A dispute involving Bonnie Smith, who lives in a caravan on green-belt land in Berkshire, ended up focusing on the meaning of the word ‘caravan’.
Ms Smith had moved another ‘caravan’ onto her site, which the Royal Borough of Windsor and Maidenhead claimed breached a court injunction from 2009 forbidding her from ‘allowing further caravans to be brought onto the land’.
Ms Smith disagreed, saying the additional ‘structure’ was not a caravan but a ‘portacabin…on wheels’, which was not lived in but used as a shower and toilet block.
A High Judge agreed with her and ruled in her favour, but the council appealed against the ruling. Three judges have now dismissed the appeal, with one of them, Lord Justice Rix, adding a footnote to the judgement explaining the history of the word ‘caravan’.
‘Caravan' was derived from the Persian "karwan" and its first meaning was a "company of merchants", he wrote.
‘I am intrigued to find that, etymologically speaking, “caravan” is derived from the Persian "karwan", so that its first meaning is a company of merchants or pilgrims travelling together.
‘Hence the important concept of mobility: but in its origin at any rate a caravan could not come as a single unit, and it does not seem that there was any conception of the caravan being a place of abode.’

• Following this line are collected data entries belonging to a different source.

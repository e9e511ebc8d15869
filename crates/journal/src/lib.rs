//! General ledger domain model (double-entry journal).
//!
//! Pure domain logic only: no IO, no HTTP, no persistence concerns.

pub mod account;
pub mod entry;

pub use account::{Account, AccountType};
pub use entry::{EntryDraft, EntryStatus, JournalEntry, JournalLine, LineDraft};
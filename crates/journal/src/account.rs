//! Chart-of-accounts records, read-only to the ledger engine.

use serde::{Deserialize, Serialize};

/// High-level account kind (determines normal balance side).
#[derive(Debug, Clone, Copy, PartialEq, Eq, Hash, Serialize, Deserialize)]
#[serde(rename_all = "lowercase")]
pub enum AccountType {
    Asset,
    Liability,
    Equity,
    Income,
    Expense,
}

/// Account identifier + metadata.
///
/// Group accounts are aggregation nodes and are never posted to directly.
#[derive(Debug, Clone, PartialEq, Eq, Hash, Serialize, Deserialize)]
pub struct Account {
    pub code: String, // e.g. "1000"
    pub name: String, // e.g. "Cash"
    pub kind: AccountType,
    pub is_group: bool,
}

impl Account {
    pub fn new(
        code: impl Into<String>,
        name: impl Into<String>,
        kind: AccountType,
        is_group: bool,
    ) -> Self {
        Self {
            code: code.into(),
            name: name.into(),
            kind,
            is_group,
        }
    }

    /// Leaf accounts accept postings; group accounts do not.
    pub fn postable(&self) -> bool {
        !self.is_group
    }
}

The Court of Appeal upheld the original ruling that the ‘structure’ near Ms Smith’s home was not a caravan as it had been ‘neither designed nor adapted for human habitation’.
Lord Justice Rix added: ‘I have to say that, to judge purely from the photographs, the adapted portacabin unit in this case looks very much like a caravan.
‘It would be only on entering it and seeing that it was not fitted out as other than a shower and utility space, that one might be persuaded that its functions were just too limited to permit it to be so described.’